But as the surging Delta variant ushers in the “pandemic of the unvaccinated”, uncertainty about persuading pandemic holdouts has given way to anger and despair. This was exemplified by the recent public reaction to a viral news video showing a Louisiana man recovering from a severe Covid-19 infection in a hospital bed, stating that he would still rather have had to be in hospital than accept a vaccine. It was the first time many of us saw the human face of a puzzling phenomenon which healthcare workers have been telling us about since last year: patients denying the realities of the virus even as they lay sick and dying from it.

As Leo Tolstoy famously asked of another seemingly hopeless social problem – poverty – “what then must we do?” The sociology of fraud, one of my research specialties for the past decade, offers some answers.

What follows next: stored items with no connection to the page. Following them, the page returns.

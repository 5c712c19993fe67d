use bqfdw_types::Scalar;
use serde::Serialize;

/// A typed bind value referenced as `@name` in the query text.
#[derive(Debug, Clone, PartialEq, Serialize)]
#[serde(tag = "kind", rename_all = "lowercase")]
pub enum QueryParameter {
    Scalar {
        name: String,
        type_name: String,
        value: Scalar,
    },
    Array {
        name: String,
        element_type: String,
        values: Vec<Scalar>,
    },
}

impl QueryParameter {
    pub fn scalar(name: impl Into<String>, type_name: impl Into<String>, value: Scalar) -> Self {
        QueryParameter::Scalar {
            name: name.into(),
            type_name: type_name.into(),
            value,
        }
    }

    pub fn array(name: impl Into<String>, element_type: impl Into<String>, values: Vec<Scalar>) -> Self {
        QueryParameter::Array {
            name: name.into(),
            element_type: element_type.into(),
            values,
        }
    }

    pub fn name(&self) -> &str {
        match self {
            QueryParameter::Scalar { name, .. } | QueryParameter::Array { name, .. } => name,
        }
    }

    /// `INT64`, or `ARRAY<INT64>` for array parameters.
    pub fn type_name(&self) -> String {
        match self {
            QueryParameter::Scalar { type_name, .. } => type_name.clone(),
            QueryParameter::Array { element_type, .. } => format!("ARRAY<{}>", element_type),
        }
    }
}
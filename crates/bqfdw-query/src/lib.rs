//! Remote query generation for the BigQuery foreign data wrapper
//!
//! Converts the host's projection and predicate pushdown into a dialect-correct
//! parameterized query: see [`QueryBuilder`].

mod builder;
pub mod column;
mod parameter;
mod qualifier;
pub mod strategy;

pub use builder::{add_column_alias, BuiltQuery, QueryBuilder};
pub use column::{Column, ColumnListMode};
pub use parameter::QueryParameter;
pub use qualifier::{get_operator, Qualifier, SqlOperator};
pub use strategy::{strategy_for, DialectStrategy, LegacySql, StandardSql};
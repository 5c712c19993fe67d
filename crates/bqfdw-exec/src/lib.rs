//! Execution shim
//!
//! Binds generated queries to a [`RemoteClient`] and exposes the results as a
//! lazy [`Scan`]. Also drives schema import from the remote catalog.

mod client;
mod scan;
mod table;

pub use client::{
    ClientError, Fixture, QueryHandle, RawRow, RawRows, RecordedQuery, RemoteClient, StaticClient,
};
pub use scan::{CancelToken, Row, Scan};
pub use table::{import_foreign_schema, ForeignTable};
use serde::{Deserialize, Serialize};

/// SQL dialect accepted by the remote service.
#[derive(Debug, Clone, Copy, PartialEq, Eq, Hash, Default, Serialize, Deserialize)]
#[serde(rename_all = "lowercase")]
pub enum SqlDialect {
    #[default]
    Standard,
    Legacy,
}

impl SqlDialect {
    /// Parse a dialect name; `None` for anything other than `standard`/`legacy`.
    pub fn parse(value: &str) -> Option<Self> {
        match value.trim().to_ascii_lowercase().as_str() {
            "standard" => Some(SqlDialect::Standard),
            "legacy" => Some(SqlDialect::Legacy),
            _ => None,
        }
    }

    pub fn as_str(&self) -> &'static str {
        match self {
            SqlDialect::Standard => "standard",
            SqlDialect::Legacy => "legacy",
        }
    }

    pub fn is_legacy(&self) -> bool {
        matches!(self, SqlDialect::Legacy)
    }
}

impl std::fmt::Display for SqlDialect {
    fn fmt(&self, f: &mut std::fmt::Formatter<'_>) -> std::fmt::Result {
        f.write_str(self.as_str())
    }
}
//! Crate-wide error taxonomy.
//!
//! Leaf modules (`config`, `storage`) define their own precise error types;
//! the engine and the CLI entrypoint only ever see `CoreError`.

use crate::message::EventTag;

/// The six error kinds the core distinguishes, per the error handling design.
#[derive(Debug, thiserror::Error)]
pub enum CoreError {
    /// Peer closed the connection or the socket raised a fatal I/O error.
    #[error("connection closed: {0}")]
    ConnectionClosed(#[source] std::io::Error),

    /// A session's idle time exceeded the configured timeout.
    ///
    /// Not fatal; delivered to the session as an exception message. The
    /// engine constructs this purely to log it with the rest of the
    /// taxonomy's `Display` output, not to propagate it as an `Err`.
    #[error("connection timed out")]
    ConnectionTimeout,

    /// A pipe `recv` returned end-of-stream or an I/O error.
    #[error("pipe broken")]
    PipeBroken,

    /// `accept()` was refused because `MAX_CONNECTIONS` was reached.
    #[error("refused new connection; maximum reached")]
    Refused,

    /// A session posted an event tag the core does not recognize.
    ///
    /// Fatal: a silent drop would mask bugs in session code, so the core
    /// surfaces this instead of swallowing it.
    #[error("protocol violation: unhandled event tag {0:?}")]
    ProtocolViolation(EventTag),

    /// Missing or invalid configuration at startup.
    #[error("configuration error: {0}")]
    ConfigError(#[from] ConfigError),
}

impl From<std::io::Error> for CoreError {
    fn from(err: std::io::Error) -> Self {
        CoreError::ConnectionClosed(err)
    }
}

/// Errors raised while resolving and parsing the configuration document.
#[derive(Debug, thiserror::Error)]
pub enum ConfigError {
    #[error("failed to read configuration file {path}: {source}")]
    Read {
        path: String,
        #[source]
        source: std::io::Error,
    },

    #[error("failed to parse configuration file {path}: {source}")]
    Parse {
        path: String,
        #[source]
        source: ini::Error,
    },

    #[error("missing required configuration key [{section}] {key}")]
    MissingKey { section: String, key: String },

    #[error("invalid value for [{section}] {key}: {value:?}")]
    InvalidValue {
        section: String,
        key: String,
        value: String,
    },
}

/// Convenience alias used throughout the crate.
pub type Result<T> = std::result::Result<T, CoreError>;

In 1952, the sociologist Erving Goffman analysed the art of the con in a seminal essay, On Cooling the Mark Out. To understand the phenomenon, he identified a cast of characters: first, the “operator”, who perpetrates the con; second, the “mark”, the target of the con; and third, the “cooler”, an ally of the con artist who attempts to console the victim once the fraud has become apparent “in a way that makes it easy for him to accept the inevitable and quietly go home”.

Goffman observed that all “marks” eventually come to understand that they have been defrauded. But strangely, they almost never complain or report the crime to the authorities. Why? Because, Goffman argues, admitting that you have been conned is so deeply shameful that “marks” experience it as a kind of social death – the painful end of one of the many social roles we all play.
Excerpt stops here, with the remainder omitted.